American Psycho and the other Easton Ellis books seem like very hard material to get across on film, hence American Psycho descending into a sub-standard slasher movie, but hey, at least its better than the sequel they made!! :p
 
LotR is in a class of its own, no debate there. I love to see people everywhere all of a sudden being 'into' Tolkien because of the films. Peter Jackson really opened some eyes. And if LotR is overlooked again at the oscars come 2004 it will be a downright disgrace!

There!!

Cheers, Martin :mad:
 
First of all, this is my first post, hello!

I recently read American Psycho, which I'm sure you will agree, if you have read it, is an incredibly disturbing yet brilliant book about the obsession with status.... I watched the first five minutes of the film and turned it off.
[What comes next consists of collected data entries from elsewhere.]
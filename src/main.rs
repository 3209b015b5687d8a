//! canvas-bridge command-line entry point.
//!
//! One binary, three roles: `serve` runs the host, `sandbox` runs an in-memory
//! execution target, and the remaining subcommands are short-lived clients.

use std::path::PathBuf;
use std::sync::Arc;
use std::time::Duration;

use anyhow::{Context, Result};
use clap::{Parser, Subcommand};
use serde_json::Value;
use tokio::io::BufReader;
use tracing::{error, info, warn};
use tracing_subscriber::{layer::SubscriberExt, util::SubscriberInitExt};

use canvas_bridge::bridge::{ConnectionManager, Dispatcher};
use canvas_bridge::client::BridgeClient;
use canvas_bridge::config::BridgeConfig;
use canvas_bridge::http::build_router;
use canvas_bridge::ipc::{connect_with_retry, TargetListener};
use canvas_bridge::mcp::McpServer;
use canvas_bridge::models::{BatchRequest, CommandSpec};
use canvas_bridge::target::{MemoryDocument, TargetAgent};

#[derive(Parser, Debug)]
#[command(name = "canvas-bridge", version, about)]
struct Args {
    /// Host socket path (overrides CANVAS_BRIDGE_SOCKET).
    #[arg(long, global = true)]
    socket: Option<PathBuf>,

    /// Host base URL for client commands (overrides CANVAS_BRIDGE_URL).
    #[arg(long, global = true)]
    url: Option<String>,

    #[command(subcommand)]
    cmd: Command,
}

#[derive(Subcommand, Debug)]
enum Command {
    /// Run the host: target socket plus HTTP front door.
    Serve {
        /// HTTP listen address (overrides CANVAS_BRIDGE_ADDR).
        #[arg(long)]
        addr: Option<std::net::SocketAddr>,
    },
    /// Run an in-memory execution target attached to the host.
    Sandbox {
        /// Connection attempts before giving up.
        #[arg(long, default_value_t = 8)]
        attempts: u32,
    },
    /// Run one command and print its result.
    Exec {
        command: String,
        /// Command arguments as a JSON object.
        #[arg(long, default_value = "{}")]
        args: String,
        #[arg(long)]
        timeout_ms: Option<u64>,
    },
    /// Run a batch read from a JSON file (`-` for stdin).
    Batch {
        file: PathBuf,
        #[arg(long)]
        timeout_ms: Option<u64>,
    },
    /// Show whether an execution target is attached.
    Status,
    /// Serve agent tool calls over stdio.
    Mcp,
}

#[tokio::main]
async fn main() {
    init_tracing();

    if let Err(e) = run(Args::parse()).await {
        error!("{:#}", e);
        eprintln!("error: {:#}", e);
        std::process::exit(1);
    }
}

/// Logs go to stderr; stdout carries command output and MCP messages.
fn init_tracing() {
    tracing_subscriber::registry()
        .with(tracing_subscriber::EnvFilter::new(
            std::env::var("RUST_LOG").unwrap_or_else(|_| "canvas_bridge=info".into()),
        ))
        .with(
            tracing_subscriber::fmt::layer()
                .with_target(false)
                .with_writer(std::io::stderr),
        )
        .init();
}

async fn run(args: Args) -> Result<()> {
    let mut config = BridgeConfig::from_env().context("failed to load configuration")?;
    if let Some(socket) = args.socket {
        config.socket_path = socket;
    }
    if let Some(url) = args.url {
        config.bridge_url = url.trim_end_matches('/').to_string();
    }

    match args.cmd {
        Command::Serve { addr } => {
            if let Some(addr) = addr {
                config.http_addr = addr;
            }
            serve(config).await
        }
        Command::Sandbox { attempts } => sandbox(config, attempts).await,
        Command::Exec {
            command,
            args,
            timeout_ms,
        } => {
            let args: Value = serde_json::from_str(&args).context("--args must be valid JSON")?;
            let result = client(&config)
                .execute(&command, args, timeout_ms.map(Duration::from_millis))
                .await?;
            print_json(&result)
        }
        Command::Batch { file, timeout_ms } => {
            let commands = read_batch(&file)?;
            let outcome = client(&config)
                .execute_batch(commands, timeout_ms.map(Duration::from_millis))
                .await?;
            print_json(&outcome)
        }
        Command::Status => {
            let status = client(&config).status().await?;
            print_json(&status)
        }
        Command::Mcp => {
            info!(url = %config.bridge_url, "Starting MCP server on stdio");
            McpServer::new(client(&config))
                .run(BufReader::new(tokio::io::stdin()), tokio::io::stdout())
                .await
        }
    }
}

fn client(config: &BridgeConfig) -> BridgeClient {
    BridgeClient::new(config.bridge_url.clone(), config.heavy_timeout)
}

fn print_json<T: serde::Serialize>(value: &T) -> Result<()> {
    println!("{}", serde_json::to_string_pretty(value)?);
    Ok(())
}

/// Accepts either a bare array of commands or a `{"commands": [...]}` body.
fn read_batch(file: &PathBuf) -> Result<Vec<CommandSpec>> {
    let raw = if file.as_os_str() == "-" {
        std::io::read_to_string(std::io::stdin()).context("failed to read batch from stdin")?
    } else {
        std::fs::read_to_string(file)
            .with_context(|| format!("failed to read {}", file.display()))?
    };

    let value: Value = serde_json::from_str(&raw).context("batch file is not valid JSON")?;
    if value.is_array() {
        return serde_json::from_value(value).context("invalid batch command list");
    }
    let request: BatchRequest = serde_json::from_value(value).context("invalid batch body")?;
    Ok(request.commands)
}

async fn serve(config: BridgeConfig) -> Result<()> {
    info!("Starting canvas-bridge host v{}", env!("CARGO_PKG_VERSION"));

    let dispatcher = Arc::new(Dispatcher::new(
        Arc::new(ConnectionManager::new()),
        config.timeout_policy(),
    ));

    let target_listener = TargetListener::bind(&config.socket_path, Arc::clone(&dispatcher))?;
    let target_task = tokio::spawn(async move {
        if let Err(e) = target_listener.run().await {
            error!(error = %e, "Target listener stopped");
        }
    });

    let listener = tokio::net::TcpListener::bind(config.http_addr)
        .await
        .with_context(|| format!("failed to bind {}", config.http_addr))?;
    info!(
        addr = %config.http_addr,
        socket = %config.socket_path.display(),
        light_ms = config.light_timeout.as_millis() as u64,
        heavy_ms = config.heavy_timeout.as_millis() as u64,
        "Host ready"
    );

    axum::serve(listener, build_router(dispatcher))
        .with_graceful_shutdown(shutdown_signal())
        .await
        .context("HTTP server error")?;

    // Dropping the listener removes the socket file.
    target_task.abort();
    let _ = target_task.await;
    info!("Host stopped");
    Ok(())
}

async fn sandbox(config: BridgeConfig, attempts: u32) -> Result<()> {
    let agent = Arc::new(TargetAgent::new(Arc::new(MemoryDocument::new())));

    loop {
        let stream = connect_with_retry(&config.socket_path, attempts)
            .await
            .with_context(|| format!("could not reach host at {}", config.socket_path.display()))?;
        info!(socket = %config.socket_path.display(), "Sandbox attached to host");

        tokio::select! {
            result = Arc::clone(&agent).serve(stream) => {
                if let Err(e) = result {
                    warn!(error = %e, "Host connection failed");
                }
                info!("Reconnecting");
            }
            _ = shutdown_signal() => return Ok(()),
        }
    }
}

async fn shutdown_signal() {
    let ctrl_c = async {
        if let Err(err) = tokio::signal::ctrl_c().await {
            error!(error = %err, "unable to install ctrl+c handler");
        }
    };

    #[cfg(unix)]
    let terminate = async {
        use tokio::signal::unix::{signal, SignalKind};

        match signal(SignalKind::terminate()) {
            Ok(mut signal) => {
                signal.recv().await;
            }
            Err(err) => {
                error!(error = %err, "unable to install sigterm handler");
                std::future::pending::<()>().await;
            }
        }
    };

    #[cfg(not(unix))]
    let terminate = std::future::pending::<()>();

    tokio::select! {
        _ = ctrl_c => {},
        _ = terminate => {},
    }
}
That wasn't Patrick Bateman!

Does anyone else think that poor adaptations of films could lead to less people reading the book? It can of course work the other way; people could read the book of a great film and inspire them to read more books.

hey mista, you gotta go back an' watch dat movie. Dat wus one friggin' good movie! You think you bettuh than me? huh? Flippin' off movies with disdain. Well, I flip channels with distance, by remote, that is.

the guy in the american psycho movie looks like he could be the brother of helen hunt, who starred in another psycho thriller, MAD ABOUT YOU
 
I read American Psycho and wasn't impressed. Okay, I enjoyed the music essays but that was it. What can I say; I'm not a fan of short, choppy sentences and gratuitous gore. I don't look at the film version as a slasher picture--when describing it I refer to it as a black comedy. The director toned down the graphic gore of the book and emphasized the satirical aspects of Ellis' book.

Having said that, I can't agree with this enough:

its better than the sequel they made!!

Now that is a fine example of a "sub-standard slasher movie"!
 
Couldn't agree more with you, Anamnesis. I thought the book stilted, full of gratuitous violence and endless lists of designer labels, and ultimately boring. The movie struck me as very black comedy, with a subtlety the book clearly does not have (or strive for).
 
Couldn't agree more with you, Anamnesis. I thought the book stilted, full of gratuitous violence and endless lists of designer labels, and ultimately boring. The movie struck me as very black comedy, with a subtlety the book clearly does not have (or strive for).

I thought the book both had and strived for plenty of subtle satire. Keyword being "subtle." The musical essays, for instance, are clearly part of that.
 
Couldn't agree more with you, Anamnesis. I thought the book stilted, full of gratuitous violence and endless lists of designer labels, and ultimately boring. The movie struck me as very black comedy, with a subtlety the book clearly does not have (or strive for).

Oh, you're currently reading Naked? I haven't read the book, but I've seen the movie and I think I've read the magazine.